▶ _EXERCISE GOAL_:
Pick out all lines with the word "trim" from the records that follow.

▶ _INPUT DATA_:
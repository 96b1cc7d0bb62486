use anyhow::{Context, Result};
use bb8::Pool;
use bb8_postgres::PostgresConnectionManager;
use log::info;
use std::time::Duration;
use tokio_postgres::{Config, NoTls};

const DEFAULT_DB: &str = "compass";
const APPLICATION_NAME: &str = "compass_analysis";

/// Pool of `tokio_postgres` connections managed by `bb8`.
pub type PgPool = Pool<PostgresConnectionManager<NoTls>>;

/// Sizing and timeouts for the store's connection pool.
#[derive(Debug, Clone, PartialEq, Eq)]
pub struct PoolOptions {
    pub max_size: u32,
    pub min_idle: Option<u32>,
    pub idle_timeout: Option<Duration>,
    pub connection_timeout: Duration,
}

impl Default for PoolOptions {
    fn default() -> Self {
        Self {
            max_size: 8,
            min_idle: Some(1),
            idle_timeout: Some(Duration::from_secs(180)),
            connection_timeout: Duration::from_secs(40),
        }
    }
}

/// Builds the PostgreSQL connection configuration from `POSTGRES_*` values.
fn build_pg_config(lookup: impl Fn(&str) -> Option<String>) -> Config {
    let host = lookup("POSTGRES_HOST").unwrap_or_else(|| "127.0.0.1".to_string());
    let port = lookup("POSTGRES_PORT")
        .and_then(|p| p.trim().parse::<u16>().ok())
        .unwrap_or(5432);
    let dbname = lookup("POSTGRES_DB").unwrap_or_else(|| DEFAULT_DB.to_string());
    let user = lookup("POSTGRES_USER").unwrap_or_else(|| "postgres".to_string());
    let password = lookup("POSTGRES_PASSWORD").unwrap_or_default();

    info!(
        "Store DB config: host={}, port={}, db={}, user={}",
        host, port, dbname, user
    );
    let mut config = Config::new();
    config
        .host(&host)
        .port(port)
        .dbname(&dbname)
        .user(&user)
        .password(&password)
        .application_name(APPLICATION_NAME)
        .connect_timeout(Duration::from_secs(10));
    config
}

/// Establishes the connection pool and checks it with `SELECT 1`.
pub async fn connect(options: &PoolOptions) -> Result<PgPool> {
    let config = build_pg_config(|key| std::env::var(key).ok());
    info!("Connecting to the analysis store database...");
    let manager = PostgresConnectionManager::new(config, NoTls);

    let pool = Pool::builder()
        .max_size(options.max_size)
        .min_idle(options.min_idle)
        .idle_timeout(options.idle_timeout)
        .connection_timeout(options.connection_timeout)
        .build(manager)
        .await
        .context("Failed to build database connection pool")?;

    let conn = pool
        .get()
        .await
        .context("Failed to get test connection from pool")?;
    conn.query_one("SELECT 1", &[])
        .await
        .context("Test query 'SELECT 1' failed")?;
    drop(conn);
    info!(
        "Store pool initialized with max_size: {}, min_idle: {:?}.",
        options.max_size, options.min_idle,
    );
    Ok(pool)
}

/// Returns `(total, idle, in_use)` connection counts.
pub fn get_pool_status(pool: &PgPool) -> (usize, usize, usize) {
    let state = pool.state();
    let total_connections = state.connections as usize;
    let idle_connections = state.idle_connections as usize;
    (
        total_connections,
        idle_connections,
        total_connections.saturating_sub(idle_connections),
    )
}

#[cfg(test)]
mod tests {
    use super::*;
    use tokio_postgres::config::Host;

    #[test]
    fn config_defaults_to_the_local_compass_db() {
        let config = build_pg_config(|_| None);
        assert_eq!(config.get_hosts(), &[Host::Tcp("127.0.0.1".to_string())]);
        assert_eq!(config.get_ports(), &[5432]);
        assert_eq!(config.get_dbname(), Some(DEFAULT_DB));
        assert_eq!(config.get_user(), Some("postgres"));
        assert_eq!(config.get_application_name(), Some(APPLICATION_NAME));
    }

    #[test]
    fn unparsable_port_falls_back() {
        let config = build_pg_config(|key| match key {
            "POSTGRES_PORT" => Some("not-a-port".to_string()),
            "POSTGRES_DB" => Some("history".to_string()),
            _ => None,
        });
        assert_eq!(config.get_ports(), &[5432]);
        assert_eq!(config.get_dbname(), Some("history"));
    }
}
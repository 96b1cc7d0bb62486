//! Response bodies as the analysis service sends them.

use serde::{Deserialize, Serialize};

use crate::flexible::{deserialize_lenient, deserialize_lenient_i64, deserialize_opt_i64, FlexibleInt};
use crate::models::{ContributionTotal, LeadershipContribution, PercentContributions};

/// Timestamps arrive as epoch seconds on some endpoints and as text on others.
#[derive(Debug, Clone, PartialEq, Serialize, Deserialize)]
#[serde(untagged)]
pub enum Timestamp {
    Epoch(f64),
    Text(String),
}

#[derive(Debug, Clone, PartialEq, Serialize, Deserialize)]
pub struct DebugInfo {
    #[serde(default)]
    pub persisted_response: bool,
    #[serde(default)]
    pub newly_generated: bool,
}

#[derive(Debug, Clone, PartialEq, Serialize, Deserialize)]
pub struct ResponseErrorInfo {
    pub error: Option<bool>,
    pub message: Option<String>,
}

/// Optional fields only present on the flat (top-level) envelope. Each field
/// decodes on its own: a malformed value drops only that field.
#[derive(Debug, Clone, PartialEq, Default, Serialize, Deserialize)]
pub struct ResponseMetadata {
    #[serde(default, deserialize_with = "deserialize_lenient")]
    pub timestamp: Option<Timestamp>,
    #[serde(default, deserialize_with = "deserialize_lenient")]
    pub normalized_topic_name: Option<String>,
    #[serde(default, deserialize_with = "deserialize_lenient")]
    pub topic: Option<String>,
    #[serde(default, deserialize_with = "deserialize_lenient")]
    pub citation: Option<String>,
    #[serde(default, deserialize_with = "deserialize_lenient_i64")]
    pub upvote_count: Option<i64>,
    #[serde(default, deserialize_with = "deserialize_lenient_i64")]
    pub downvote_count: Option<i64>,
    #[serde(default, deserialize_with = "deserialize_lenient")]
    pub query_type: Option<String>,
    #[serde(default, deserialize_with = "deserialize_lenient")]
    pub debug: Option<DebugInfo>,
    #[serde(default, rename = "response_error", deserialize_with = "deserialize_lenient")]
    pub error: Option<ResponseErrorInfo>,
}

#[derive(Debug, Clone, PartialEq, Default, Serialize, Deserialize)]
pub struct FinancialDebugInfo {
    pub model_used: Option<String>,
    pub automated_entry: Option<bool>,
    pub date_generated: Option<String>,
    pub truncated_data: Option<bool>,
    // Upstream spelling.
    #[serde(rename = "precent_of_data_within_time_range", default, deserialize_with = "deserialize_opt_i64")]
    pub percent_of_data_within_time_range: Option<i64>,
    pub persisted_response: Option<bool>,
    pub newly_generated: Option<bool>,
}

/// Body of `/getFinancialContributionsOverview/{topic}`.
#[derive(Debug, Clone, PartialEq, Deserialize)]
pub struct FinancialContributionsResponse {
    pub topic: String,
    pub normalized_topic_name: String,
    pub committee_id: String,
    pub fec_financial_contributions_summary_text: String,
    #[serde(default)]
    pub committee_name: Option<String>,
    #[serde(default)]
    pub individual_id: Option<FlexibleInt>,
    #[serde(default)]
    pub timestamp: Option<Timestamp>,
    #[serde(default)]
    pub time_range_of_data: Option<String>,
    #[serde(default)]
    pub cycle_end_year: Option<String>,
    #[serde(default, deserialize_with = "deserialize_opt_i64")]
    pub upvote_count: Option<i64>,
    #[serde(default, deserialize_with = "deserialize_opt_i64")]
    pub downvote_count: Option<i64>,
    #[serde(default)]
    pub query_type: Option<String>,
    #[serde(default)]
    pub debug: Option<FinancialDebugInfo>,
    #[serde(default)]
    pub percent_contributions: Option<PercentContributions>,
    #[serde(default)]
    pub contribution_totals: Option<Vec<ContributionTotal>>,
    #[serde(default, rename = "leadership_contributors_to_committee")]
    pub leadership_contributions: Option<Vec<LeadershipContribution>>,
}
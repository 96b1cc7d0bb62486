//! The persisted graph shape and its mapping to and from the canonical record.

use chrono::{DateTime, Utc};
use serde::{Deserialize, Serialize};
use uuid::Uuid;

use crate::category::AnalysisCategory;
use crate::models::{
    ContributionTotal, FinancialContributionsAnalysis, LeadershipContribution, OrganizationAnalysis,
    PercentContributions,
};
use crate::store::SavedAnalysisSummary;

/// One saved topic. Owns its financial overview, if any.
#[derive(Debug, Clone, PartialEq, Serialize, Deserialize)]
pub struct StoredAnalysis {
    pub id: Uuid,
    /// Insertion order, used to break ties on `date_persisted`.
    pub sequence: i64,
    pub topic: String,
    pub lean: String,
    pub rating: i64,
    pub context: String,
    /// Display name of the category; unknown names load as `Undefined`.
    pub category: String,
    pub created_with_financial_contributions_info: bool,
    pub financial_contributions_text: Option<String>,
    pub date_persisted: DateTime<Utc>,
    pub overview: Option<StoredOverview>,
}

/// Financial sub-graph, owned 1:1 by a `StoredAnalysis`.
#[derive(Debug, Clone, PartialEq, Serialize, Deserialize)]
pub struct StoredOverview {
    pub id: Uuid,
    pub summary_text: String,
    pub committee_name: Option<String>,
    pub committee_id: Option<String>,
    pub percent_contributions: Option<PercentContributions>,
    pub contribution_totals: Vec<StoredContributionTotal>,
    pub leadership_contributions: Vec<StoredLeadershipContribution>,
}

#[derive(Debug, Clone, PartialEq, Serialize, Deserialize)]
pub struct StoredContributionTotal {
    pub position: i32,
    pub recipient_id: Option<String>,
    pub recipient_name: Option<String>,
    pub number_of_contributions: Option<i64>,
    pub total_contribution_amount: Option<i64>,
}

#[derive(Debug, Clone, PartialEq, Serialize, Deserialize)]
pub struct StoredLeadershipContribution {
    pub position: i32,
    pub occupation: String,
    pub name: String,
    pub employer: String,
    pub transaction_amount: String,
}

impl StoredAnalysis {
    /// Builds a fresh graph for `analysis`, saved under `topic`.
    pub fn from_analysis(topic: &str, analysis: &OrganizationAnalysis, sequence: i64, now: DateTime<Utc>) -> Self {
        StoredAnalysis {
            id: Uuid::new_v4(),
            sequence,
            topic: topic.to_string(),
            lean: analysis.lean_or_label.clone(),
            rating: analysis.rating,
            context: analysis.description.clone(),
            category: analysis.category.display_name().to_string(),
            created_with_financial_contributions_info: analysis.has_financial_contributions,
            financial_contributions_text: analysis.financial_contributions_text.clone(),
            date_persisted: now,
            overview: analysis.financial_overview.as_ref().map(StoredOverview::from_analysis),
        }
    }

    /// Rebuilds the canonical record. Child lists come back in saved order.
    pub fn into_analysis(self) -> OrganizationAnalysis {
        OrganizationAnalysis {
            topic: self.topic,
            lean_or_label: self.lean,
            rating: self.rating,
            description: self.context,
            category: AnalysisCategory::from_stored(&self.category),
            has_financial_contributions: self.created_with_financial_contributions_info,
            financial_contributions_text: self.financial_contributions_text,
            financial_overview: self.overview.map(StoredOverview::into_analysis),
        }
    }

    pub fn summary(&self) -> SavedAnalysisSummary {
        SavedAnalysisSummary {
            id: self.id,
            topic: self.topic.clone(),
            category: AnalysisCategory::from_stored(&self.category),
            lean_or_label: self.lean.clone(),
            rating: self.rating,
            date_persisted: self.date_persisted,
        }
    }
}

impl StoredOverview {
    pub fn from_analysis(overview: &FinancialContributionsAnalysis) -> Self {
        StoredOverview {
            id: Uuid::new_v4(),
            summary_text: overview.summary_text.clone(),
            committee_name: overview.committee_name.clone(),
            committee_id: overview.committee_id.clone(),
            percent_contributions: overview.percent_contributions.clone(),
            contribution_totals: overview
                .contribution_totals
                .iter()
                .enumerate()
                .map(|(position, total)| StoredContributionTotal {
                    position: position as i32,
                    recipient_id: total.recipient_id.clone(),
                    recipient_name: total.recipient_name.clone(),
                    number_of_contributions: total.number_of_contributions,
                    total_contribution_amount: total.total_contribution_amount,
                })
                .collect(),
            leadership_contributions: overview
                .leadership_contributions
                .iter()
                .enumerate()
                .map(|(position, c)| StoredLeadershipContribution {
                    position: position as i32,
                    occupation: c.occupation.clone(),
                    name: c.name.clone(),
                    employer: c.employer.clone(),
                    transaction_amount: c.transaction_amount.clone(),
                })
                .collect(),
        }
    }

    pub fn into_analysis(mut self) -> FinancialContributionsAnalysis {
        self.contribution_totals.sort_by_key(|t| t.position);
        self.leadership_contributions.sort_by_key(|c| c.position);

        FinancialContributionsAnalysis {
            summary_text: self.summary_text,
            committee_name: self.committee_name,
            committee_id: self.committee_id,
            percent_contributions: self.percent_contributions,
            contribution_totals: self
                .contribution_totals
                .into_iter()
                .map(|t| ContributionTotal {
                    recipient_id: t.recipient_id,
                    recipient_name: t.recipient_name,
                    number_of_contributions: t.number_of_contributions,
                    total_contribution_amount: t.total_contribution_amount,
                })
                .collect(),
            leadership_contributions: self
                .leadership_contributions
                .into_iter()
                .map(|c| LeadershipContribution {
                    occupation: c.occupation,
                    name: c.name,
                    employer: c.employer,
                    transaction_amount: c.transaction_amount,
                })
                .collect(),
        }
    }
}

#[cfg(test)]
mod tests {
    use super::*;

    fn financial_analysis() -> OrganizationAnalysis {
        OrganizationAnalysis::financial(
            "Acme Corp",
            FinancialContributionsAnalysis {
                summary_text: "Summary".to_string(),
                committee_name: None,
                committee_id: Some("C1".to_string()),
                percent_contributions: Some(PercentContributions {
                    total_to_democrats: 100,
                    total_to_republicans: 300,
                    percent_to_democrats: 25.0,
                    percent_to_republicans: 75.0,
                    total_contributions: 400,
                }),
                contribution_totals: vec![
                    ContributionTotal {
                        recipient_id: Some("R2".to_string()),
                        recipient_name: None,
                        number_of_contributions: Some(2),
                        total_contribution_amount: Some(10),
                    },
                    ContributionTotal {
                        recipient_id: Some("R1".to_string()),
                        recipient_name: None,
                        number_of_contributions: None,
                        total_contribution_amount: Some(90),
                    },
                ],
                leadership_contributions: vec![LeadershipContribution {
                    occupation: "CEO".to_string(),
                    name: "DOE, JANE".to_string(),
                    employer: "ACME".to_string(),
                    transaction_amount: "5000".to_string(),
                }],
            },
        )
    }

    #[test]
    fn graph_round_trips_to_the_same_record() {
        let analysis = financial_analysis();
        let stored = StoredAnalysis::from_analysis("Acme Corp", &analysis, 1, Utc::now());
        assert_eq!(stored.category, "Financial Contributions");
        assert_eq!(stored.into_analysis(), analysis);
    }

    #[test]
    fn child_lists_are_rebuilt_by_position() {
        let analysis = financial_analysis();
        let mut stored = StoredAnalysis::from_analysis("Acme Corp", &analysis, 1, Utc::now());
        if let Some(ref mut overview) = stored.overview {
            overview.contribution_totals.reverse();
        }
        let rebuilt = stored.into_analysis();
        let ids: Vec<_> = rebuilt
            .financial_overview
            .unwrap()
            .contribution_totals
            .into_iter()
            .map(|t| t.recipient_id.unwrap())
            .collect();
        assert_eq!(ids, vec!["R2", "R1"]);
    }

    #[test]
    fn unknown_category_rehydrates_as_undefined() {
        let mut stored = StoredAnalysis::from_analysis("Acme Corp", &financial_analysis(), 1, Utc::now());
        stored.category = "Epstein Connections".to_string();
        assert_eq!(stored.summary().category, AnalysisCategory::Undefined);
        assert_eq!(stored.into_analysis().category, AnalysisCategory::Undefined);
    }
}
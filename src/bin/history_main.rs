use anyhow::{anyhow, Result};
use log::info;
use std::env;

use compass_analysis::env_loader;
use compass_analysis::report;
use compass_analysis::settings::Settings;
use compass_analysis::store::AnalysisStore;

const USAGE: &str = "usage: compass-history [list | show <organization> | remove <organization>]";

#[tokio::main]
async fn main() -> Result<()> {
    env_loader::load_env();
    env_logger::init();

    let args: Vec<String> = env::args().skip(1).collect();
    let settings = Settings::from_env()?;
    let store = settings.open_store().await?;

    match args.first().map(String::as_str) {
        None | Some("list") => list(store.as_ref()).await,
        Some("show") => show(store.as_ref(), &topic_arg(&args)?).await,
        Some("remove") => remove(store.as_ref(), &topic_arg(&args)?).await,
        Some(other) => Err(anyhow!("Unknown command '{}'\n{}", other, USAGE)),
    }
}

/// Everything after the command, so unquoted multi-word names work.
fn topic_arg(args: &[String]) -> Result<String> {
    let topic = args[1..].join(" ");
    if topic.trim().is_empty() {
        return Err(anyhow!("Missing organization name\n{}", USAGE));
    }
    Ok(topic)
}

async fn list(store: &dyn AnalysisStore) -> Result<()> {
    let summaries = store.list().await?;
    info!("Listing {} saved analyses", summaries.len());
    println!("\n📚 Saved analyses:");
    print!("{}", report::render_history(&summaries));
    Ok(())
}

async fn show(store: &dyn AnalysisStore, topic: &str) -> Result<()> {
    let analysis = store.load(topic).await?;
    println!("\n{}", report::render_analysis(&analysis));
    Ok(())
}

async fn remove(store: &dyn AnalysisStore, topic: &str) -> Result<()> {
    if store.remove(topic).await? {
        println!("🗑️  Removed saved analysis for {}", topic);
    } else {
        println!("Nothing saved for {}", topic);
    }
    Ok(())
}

▶ _RESULT FOR THIS EXERCISE_:
        .and_then(|p| p.trim().parse::<u16>().ok())
    if topic.trim().is_empty() {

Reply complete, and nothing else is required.